Stored data:
======
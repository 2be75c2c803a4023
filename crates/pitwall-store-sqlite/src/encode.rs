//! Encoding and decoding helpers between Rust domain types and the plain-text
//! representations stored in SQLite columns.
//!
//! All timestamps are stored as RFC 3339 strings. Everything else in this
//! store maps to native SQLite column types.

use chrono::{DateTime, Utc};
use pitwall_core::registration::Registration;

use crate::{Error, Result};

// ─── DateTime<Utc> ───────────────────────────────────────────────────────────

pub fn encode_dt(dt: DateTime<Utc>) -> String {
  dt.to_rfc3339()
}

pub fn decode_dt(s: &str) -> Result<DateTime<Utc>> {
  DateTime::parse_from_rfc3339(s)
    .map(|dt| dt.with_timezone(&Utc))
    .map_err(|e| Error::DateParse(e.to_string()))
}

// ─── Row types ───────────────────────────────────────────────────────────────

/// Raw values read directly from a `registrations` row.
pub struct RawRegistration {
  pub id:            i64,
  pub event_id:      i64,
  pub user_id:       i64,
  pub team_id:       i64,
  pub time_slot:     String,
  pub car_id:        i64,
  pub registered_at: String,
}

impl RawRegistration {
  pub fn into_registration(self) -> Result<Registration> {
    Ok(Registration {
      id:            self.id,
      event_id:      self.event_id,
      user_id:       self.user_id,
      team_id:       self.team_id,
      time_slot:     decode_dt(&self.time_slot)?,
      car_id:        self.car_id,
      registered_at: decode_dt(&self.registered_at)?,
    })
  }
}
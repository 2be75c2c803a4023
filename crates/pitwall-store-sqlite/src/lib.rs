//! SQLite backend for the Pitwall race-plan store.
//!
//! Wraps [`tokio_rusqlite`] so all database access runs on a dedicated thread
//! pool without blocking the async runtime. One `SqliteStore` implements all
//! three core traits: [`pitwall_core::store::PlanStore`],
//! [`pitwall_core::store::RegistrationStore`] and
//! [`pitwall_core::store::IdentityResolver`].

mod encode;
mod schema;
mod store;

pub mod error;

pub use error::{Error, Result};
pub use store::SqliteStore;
======
Try it:
Run a filter over the data above and keep each line that contains the word "types".

Result of the task:
//! Encoding and decoding helpers between Rust domain types and the plain-text
//! store maps to native SQLite column types.
// ─── Row types ───────────────────────────────────────────────────────────────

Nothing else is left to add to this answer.